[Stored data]
★ ★ ★ ★
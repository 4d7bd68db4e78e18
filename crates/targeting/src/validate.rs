//! Validate-only facade: one call producing the preview payload
//! (normalized tree, warnings, ACL row preview, compiled expression).

use serde::Serialize;
use serde_json::Value;

use crate::compile::compile;
use crate::flatten::{acl_rows, flatten};
use crate::normalize::normalize;
use crate::schema::{AclLeaf, RuleNode};

/// Preview payload for a validate-only call.
#[derive(Debug, Clone, Serialize)]
pub struct ValidationOutput {
    pub normalized: Vec<RuleNode>,
    pub warnings: Vec<String>,
    #[serde(rename = "aclPreview")]
    pub acl_preview: Vec<AclLeaf>,
    pub compiled: String,
}

/// Normalize, flatten and compile a raw rule tree without persisting
/// anything. Warnings never block the preview.
pub fn validate(raw: &[Value]) -> ValidationOutput {
    let (normalized, warnings) = normalize(raw);
    let acl_preview = acl_rows(&flatten(&normalized));
    let compiled = compile(&normalized);
    ValidationOutput {
        normalized,
        warnings,
        acl_preview,
        compiled,
    }
}
//! In-memory store used by tests and local experiments.

use std::collections::{HashMap, HashSet};
use std::sync::Mutex;

use async_trait::async_trait;
use serde_json::Value;

use adlimit_targeting::schema::AclLeaf;

use crate::error::StoreError;
use crate::{BannerStore, RuleSetSource};

#[derive(Default)]
struct BannerRecord {
    leaves: Vec<AclLeaf>,
    compiled: String,
}

#[derive(Default)]
struct Inner {
    banners: HashMap<i64, BannerRecord>,
    rule_sets: HashMap<i64, Vec<Value>>,
    fail_banners: HashSet<i64>,
}

#[derive(Default)]
pub struct MemoryStore {
    inner: Mutex<Inner>,
}

impl MemoryStore {
    pub fn new() -> Self {
        Self::default()
    }

    fn lock(&self) -> std::sync::MutexGuard<'_, Inner> {
        self.inner.lock().unwrap_or_else(|e| e.into_inner())
    }

    pub fn insert_banner(&self, banner_id: i64) {
        self.lock().banners.insert(banner_id, BannerRecord::default());
    }

    pub fn insert_banner_with_leaves(&self, banner_id: i64, leaves: Vec<AclLeaf>) {
        self.lock().banners.insert(
            banner_id,
            BannerRecord {
                leaves,
                compiled: String::new(),
            },
        );
    }

    pub fn insert_rule_set(&self, rule_set_id: i64, rules: Vec<Value>) {
        self.lock().rule_sets.insert(rule_set_id, rules);
    }

    /// Make every write to this banner fail, for isolation tests.
    pub fn fail_banner(&self, banner_id: i64) {
        self.lock().fail_banners.insert(banner_id);
    }

    /// Current persisted state of a banner: its rows and compiled string.
    pub fn banner(&self, banner_id: i64) -> Option<(Vec<AclLeaf>, String)> {
        self.lock()
            .banners
            .get(&banner_id)
            .map(|b| (b.leaves.clone(), b.compiled.clone()))
    }
}

#[async_trait]
impl BannerStore for MemoryStore {
    async fn load_leaves(&self, banner_id: i64) -> Result<Vec<AclLeaf>, StoreError> {
        let inner = self.lock();
        let record = inner
            .banners
            .get(&banner_id)
            .ok_or(StoreError::BannerNotFound(banner_id))?;
        Ok(record.leaves.clone())
    }

    async fn replace_targeting(
        &self,
        banner_id: i64,
        rows: &[AclLeaf],
        compiled: &str,
    ) -> Result<(), StoreError> {
        let mut inner = self.lock();
        if inner.fail_banners.contains(&banner_id) {
            return Err(StoreError::Other(format!(
                "simulated write failure for banner {banner_id}"
            )));
        }
        let record = inner
            .banners
            .get_mut(&banner_id)
            .ok_or(StoreError::BannerNotFound(banner_id))?;
        record.leaves = rows.to_vec();
        record.compiled = compiled.to_string();
        Ok(())
    }
}

#[async_trait]
impl RuleSetSource for MemoryStore {
    async fn load_rules(&self, rule_set_id: i64) -> Result<Option<Vec<Value>>, StoreError> {
        Ok(self.lock().rule_sets.get(&rule_set_id).cloned())
    }
}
★ ★ ★ ★
- **WHAT IS NEEDED**:
When a line of the records includes "Option", that line belongs in the answer.

- **EXPECTED ANSWER**:
    pub fn banner(&self, banner_id: i64) -> Option<(Vec<AclLeaf>, String)> {
    async fn load_rules(&self, rule_set_id: i64) -> Result<Option<Vec<Value>>, StoreError> {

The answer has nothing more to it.